Work through the listing below, copying each line that carries the word "DateTime".
_ _ _ _
//! Filter modes for list views.

use serde::{Deserialize, Serialize};
use std::error::Error;
use std::fmt::{Display, Formatter};
use std::str::FromStr;

use super::item::Item;

/// Selects which items a view yields, by completion flag.
#[derive(Debug, Clone, Copy, PartialEq, Eq, Default, Serialize, Deserialize)]
#[serde(rename_all = "snake_case")]
pub enum FilterMode {
    #[default]
    All,
    Active,
    Completed,
}

impl FilterMode {
    /// Returns whether `item` is visible under this mode.
    pub fn matches(self, item: &Item) -> bool {
        match self {
            Self::All => true,
            Self::Active => !item.completed,
            Self::Completed => item.completed,
        }
    }

    pub fn as_str(self) -> &'static str {
        match self {
            Self::All => "all",
            Self::Active => "active",
            Self::Completed => "completed",
        }
    }
}

/// Unknown filter label.
#[derive(Debug, Clone, PartialEq, Eq)]
pub struct UnknownFilterMode(pub String);

impl Display for UnknownFilterMode {
    fn fmt(&self, f: &mut Formatter<'_>) -> std::fmt::Result {
        write!(
            f,
            "unknown filter mode `{}`; expected all|active|completed",
            self.0
        )
    }
}

impl Error for UnknownFilterMode {}

impl FromStr for FilterMode {
    type Err = UnknownFilterMode;

    fn from_str(value: &str) -> Result<Self, Self::Err> {
        match value.trim().to_ascii_lowercase().as_str() {
            "all" => Ok(Self::All),
            "active" => Ok(Self::Active),
            "completed" => Ok(Self::Completed),
            other => Err(UnknownFilterMode(other.to_string())),
        }
    }
}
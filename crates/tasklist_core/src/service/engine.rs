//! Single-threaded event loop over the list model.
//!
//! # Responsibility
//! - Accept discrete UI events in arrival order and route them to the list
//!   model or the reorder coordinator.
//! - Recompute derived views after every event.
//!
//! # Invariants
//! - `dispatch` takes `&mut self`; two events can never interleave.
//! - `Tick` never writes the model.
//! - The tick cadence is owned by the schedule alone: mutations re-evaluate
//!   due statuses but never move the next tick.
//! - Drops resolve against the model order, which is the rendered order:
//!   filtered-out items stay in the sequence, only hidden.

use crate::model::filter::FilterMode;
use crate::model::item::ItemId;
use crate::repo::item_store::ItemStore;
use crate::schedule::clock::{Clock, SystemClock};
use crate::schedule::refresh::RefreshSchedule;
use crate::service::list_service::{ItemTimeStatus, ListResult, TaskList};
use crate::service::reorder::{DragSession, DropOutcome, MoveRequest, VisualOrder};
use chrono::{DateTime, Utc};

/// External event consumed by [`ListEngine::dispatch`].
#[derive(Debug, Clone, PartialEq, Eq)]
pub enum ListEvent {
    Add {
        text: String,
        due_date: Option<DateTime<Utc>>,
    },
    ToggleCompleted(ItemId),
    SetCompleted {
        id: ItemId,
        completed: bool,
    },
    Remove(ItemId),
    ClearCompleted,
    SetFilter(FilterMode),
    DragStart(ItemId),
    DragEnter(ItemId),
    DragLeave(ItemId),
    Drop {
        source: ItemId,
        target: ItemId,
    },
    DragEnd,
    /// Periodic time-status refresh.
    Tick,
}

/// Derived view state handed to renderers after each event.
#[derive(Debug, Clone, PartialEq, Eq)]
pub struct ListSummary {
    pub total: usize,
    pub active_count: usize,
    pub completed_count: usize,
    pub progress_percent: u8,
    pub filter: FilterMode,
    /// Ids visible under `filter`, in display order.
    pub visible_ids: Vec<ItemId>,
    pub dragging: Option<ItemId>,
    pub highlighted: Vec<ItemId>,
    pub due: Vec<ItemTimeStatus>,
}

/// List model, drag session and view settings driven by one event queue.
pub struct ListEngine<S: ItemStore, C: Clock = SystemClock> {
    list: TaskList<S, C>,
    drag: DragSession,
    filter: FilterMode,
    refresh: RefreshSchedule,
    due: Vec<ItemTimeStatus>,
}

impl<S: ItemStore, C: Clock> ListEngine<S, C> {
    pub fn new(list: TaskList<S, C>, refresh: RefreshSchedule) -> Self {
        let mut engine = Self {
            list,
            drag: DragSession::new(),
            filter: FilterMode::All,
            refresh,
            due: Vec::new(),
        };
        engine.scheduled_refresh();
        engine
    }

    pub fn list(&self) -> &TaskList<S, C> {
        &self.list
    }

    pub fn drag_session(&self) -> &DragSession {
        &self.drag
    }

    pub fn filter(&self) -> FilterMode {
        self.filter
    }

    /// Processes one event and returns the recomputed summary.
    ///
    /// A failed store write leaves the model unchanged and is returned
    /// as-is; gesture state still settles (a failed drop ends idle).
    pub fn dispatch(&mut self, event: ListEvent) -> ListResult<ListSummary> {
        let mutated = match event {
            ListEvent::Add { text, due_date } => self.list.add(&text, due_date)?.is_some(),
            ListEvent::ToggleCompleted(id) => self.list.toggle_completed(id)?.is_some(),
            ListEvent::SetCompleted { id, completed } => {
                self.list.set_completed(id, completed)?
            }
            ListEvent::Remove(id) => self.list.remove(id)?,
            ListEvent::ClearCompleted => self.list.clear_completed()? > 0,
            ListEvent::SetFilter(mode) => {
                self.filter = mode;
                false
            }
            ListEvent::DragStart(id) => {
                self.drag.drag_start(id);
                false
            }
            ListEvent::DragEnter(id) => {
                self.drag.drag_enter(id);
                false
            }
            ListEvent::DragLeave(id) => {
                self.drag.drag_leave(id);
                false
            }
            ListEvent::Drop { source, target } => self.drop_onto(source, target, None)?,
            ListEvent::DragEnd => {
                self.drag.drag_end();
                false
            }
            ListEvent::Tick => {
                if self.refresh.is_due(self.list.now()) {
                    self.scheduled_refresh();
                }
                false
            }
        };

        if mutated {
            self.refresh_due();
        }
        Ok(self.summary())
    }

    /// Drop against a renderer-supplied order instead of the model order.
    ///
    /// `visual` may leave out hidden rows. It decides whether the drop is
    /// accepted; the move itself lands next to the target in model order, so
    /// hidden neighbours never end up between the two.
    pub fn drop_with_visual(
        &mut self,
        source: ItemId,
        target: ItemId,
        visual: &dyn VisualOrder,
    ) -> ListResult<ListSummary> {
        if self.drop_onto(source, target, Some(visual))? {
            self.refresh_due();
        }
        Ok(self.summary())
    }

    pub fn summary(&self) -> ListSummary {
        ListSummary {
            total: self.list.len(),
            active_count: self.list.active_count(),
            completed_count: self.list.completed_count(),
            progress_percent: self.list.progress_percent(),
            filter: self.filter,
            visible_ids: self.list.filtered_view(self.filter).ids().collect(),
            dragging: self.drag.dragged_id(),
            highlighted: self.drag.highlighted().collect(),
            due: self.due.clone(),
        }
    }

    fn drop_onto(
        &mut self,
        source: ItemId,
        target: ItemId,
        visual: Option<&dyn VisualOrder>,
    ) -> ListResult<bool> {
        let outcome = match visual {
            Some(visual) => self.drag.drop(source, target, visual),
            None => self.drag.drop(source, target, &self.list),
        };
        match outcome {
            DropOutcome::Move(request) if visual.is_none() => self.list.apply_move(request),
            DropOutcome::Move(request) => match self.list.position(target) {
                Some(target_index) => self.list.apply_move(MoveRequest {
                    target_index,
                    ..request
                }),
                None => Ok(false),
            },
            DropOutcome::Rejected(_) => Ok(false),
        }
    }

    fn refresh_due(&mut self) {
        self.due = self.list.time_statuses(self.list.now());
    }

    fn scheduled_refresh(&mut self) {
        let now = self.list.now();
        self.due = self.list.time_statuses(now);
        self.refresh.mark_run(now);
    }
}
_ _ _ _
**Answer to the exercise**
use chrono::{DateTime, Utc};
        due_date: Option<DateTime<Utc>>,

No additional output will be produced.